BEGIN

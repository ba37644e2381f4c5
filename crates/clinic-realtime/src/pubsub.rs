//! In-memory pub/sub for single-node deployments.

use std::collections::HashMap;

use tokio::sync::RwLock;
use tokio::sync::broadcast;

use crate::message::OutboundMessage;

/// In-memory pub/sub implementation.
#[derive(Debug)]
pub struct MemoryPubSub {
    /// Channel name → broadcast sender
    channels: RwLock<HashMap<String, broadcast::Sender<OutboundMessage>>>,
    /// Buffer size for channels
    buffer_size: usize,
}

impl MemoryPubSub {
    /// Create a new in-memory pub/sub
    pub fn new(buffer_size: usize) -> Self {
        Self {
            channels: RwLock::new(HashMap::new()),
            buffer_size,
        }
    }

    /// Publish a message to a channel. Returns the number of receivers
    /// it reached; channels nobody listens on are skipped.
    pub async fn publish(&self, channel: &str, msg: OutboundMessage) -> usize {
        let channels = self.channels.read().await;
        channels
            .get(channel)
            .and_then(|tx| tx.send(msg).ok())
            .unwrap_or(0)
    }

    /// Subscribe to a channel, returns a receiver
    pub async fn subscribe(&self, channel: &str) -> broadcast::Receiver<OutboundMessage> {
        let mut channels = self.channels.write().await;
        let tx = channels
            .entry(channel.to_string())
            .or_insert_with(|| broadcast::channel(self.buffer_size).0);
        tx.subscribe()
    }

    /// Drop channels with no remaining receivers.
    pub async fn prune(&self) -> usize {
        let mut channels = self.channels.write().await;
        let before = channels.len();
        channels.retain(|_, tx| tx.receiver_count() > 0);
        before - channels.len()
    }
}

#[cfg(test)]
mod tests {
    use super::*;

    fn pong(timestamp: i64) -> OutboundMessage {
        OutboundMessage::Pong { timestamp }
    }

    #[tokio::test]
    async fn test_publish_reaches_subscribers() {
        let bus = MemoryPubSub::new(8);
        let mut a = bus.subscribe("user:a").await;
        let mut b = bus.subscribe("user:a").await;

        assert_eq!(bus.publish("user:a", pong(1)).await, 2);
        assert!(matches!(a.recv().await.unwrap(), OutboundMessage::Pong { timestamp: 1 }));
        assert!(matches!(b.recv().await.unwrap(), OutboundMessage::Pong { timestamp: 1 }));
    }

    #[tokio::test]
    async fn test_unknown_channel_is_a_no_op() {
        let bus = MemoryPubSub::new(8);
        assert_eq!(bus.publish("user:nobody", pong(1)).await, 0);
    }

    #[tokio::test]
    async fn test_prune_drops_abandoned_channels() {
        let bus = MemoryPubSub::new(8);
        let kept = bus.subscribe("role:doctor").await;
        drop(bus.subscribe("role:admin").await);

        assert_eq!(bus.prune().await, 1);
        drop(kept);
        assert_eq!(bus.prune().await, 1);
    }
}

END
BEGIN

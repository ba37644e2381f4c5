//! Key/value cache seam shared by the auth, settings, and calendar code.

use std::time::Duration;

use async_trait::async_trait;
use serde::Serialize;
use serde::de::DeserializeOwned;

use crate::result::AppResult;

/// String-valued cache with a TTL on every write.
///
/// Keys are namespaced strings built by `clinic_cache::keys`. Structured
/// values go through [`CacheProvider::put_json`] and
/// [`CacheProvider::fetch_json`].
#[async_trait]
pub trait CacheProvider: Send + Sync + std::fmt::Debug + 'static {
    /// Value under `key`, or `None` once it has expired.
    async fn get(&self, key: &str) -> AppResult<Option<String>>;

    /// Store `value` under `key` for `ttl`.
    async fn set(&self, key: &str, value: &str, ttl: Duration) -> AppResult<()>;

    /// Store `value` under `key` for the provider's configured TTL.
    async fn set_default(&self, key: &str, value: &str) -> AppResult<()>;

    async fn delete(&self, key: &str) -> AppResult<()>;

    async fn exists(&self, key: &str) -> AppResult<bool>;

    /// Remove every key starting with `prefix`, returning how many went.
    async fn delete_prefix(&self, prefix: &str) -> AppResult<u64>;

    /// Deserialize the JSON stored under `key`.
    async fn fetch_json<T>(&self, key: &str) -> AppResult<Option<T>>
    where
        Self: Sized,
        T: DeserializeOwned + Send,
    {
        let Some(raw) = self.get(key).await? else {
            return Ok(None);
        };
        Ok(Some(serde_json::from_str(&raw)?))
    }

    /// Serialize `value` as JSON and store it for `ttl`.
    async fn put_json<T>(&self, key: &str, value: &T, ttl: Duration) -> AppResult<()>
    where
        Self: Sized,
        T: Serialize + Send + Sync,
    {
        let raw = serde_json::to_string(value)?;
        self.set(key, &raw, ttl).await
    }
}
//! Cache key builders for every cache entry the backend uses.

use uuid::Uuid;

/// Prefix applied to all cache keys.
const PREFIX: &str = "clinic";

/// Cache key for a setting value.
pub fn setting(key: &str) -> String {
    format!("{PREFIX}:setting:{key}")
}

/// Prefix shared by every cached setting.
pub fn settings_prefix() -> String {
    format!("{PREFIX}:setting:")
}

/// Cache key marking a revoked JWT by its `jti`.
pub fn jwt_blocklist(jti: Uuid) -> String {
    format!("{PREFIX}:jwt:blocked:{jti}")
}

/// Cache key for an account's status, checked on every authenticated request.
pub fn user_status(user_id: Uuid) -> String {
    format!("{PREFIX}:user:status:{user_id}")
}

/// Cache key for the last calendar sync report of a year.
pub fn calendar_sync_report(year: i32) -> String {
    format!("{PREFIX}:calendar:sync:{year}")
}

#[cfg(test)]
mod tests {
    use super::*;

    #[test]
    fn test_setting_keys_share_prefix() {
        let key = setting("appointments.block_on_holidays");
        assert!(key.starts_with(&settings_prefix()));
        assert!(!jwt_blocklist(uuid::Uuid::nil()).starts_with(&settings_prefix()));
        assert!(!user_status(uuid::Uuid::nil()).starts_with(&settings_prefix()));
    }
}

END
BEGIN

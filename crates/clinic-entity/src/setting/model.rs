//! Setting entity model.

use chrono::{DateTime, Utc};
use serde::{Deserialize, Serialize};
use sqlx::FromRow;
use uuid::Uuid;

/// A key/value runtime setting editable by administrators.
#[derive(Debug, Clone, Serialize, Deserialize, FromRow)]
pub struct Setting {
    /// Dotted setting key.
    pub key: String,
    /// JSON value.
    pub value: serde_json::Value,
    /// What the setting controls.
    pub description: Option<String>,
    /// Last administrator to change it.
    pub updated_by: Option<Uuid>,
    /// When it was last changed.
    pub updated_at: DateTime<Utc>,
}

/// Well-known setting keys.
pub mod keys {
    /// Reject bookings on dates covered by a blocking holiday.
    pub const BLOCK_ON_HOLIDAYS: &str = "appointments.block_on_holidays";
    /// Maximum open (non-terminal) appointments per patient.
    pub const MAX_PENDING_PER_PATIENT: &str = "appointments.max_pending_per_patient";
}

END

YOUR ASSIGNMENT: Extract, from the material above, each line holding the word "derive".

OUTPUT OF THE TASK:
#[derive(Debug)]
#[derive(Debug, Clone, Serialize, Deserialize, FromRow)]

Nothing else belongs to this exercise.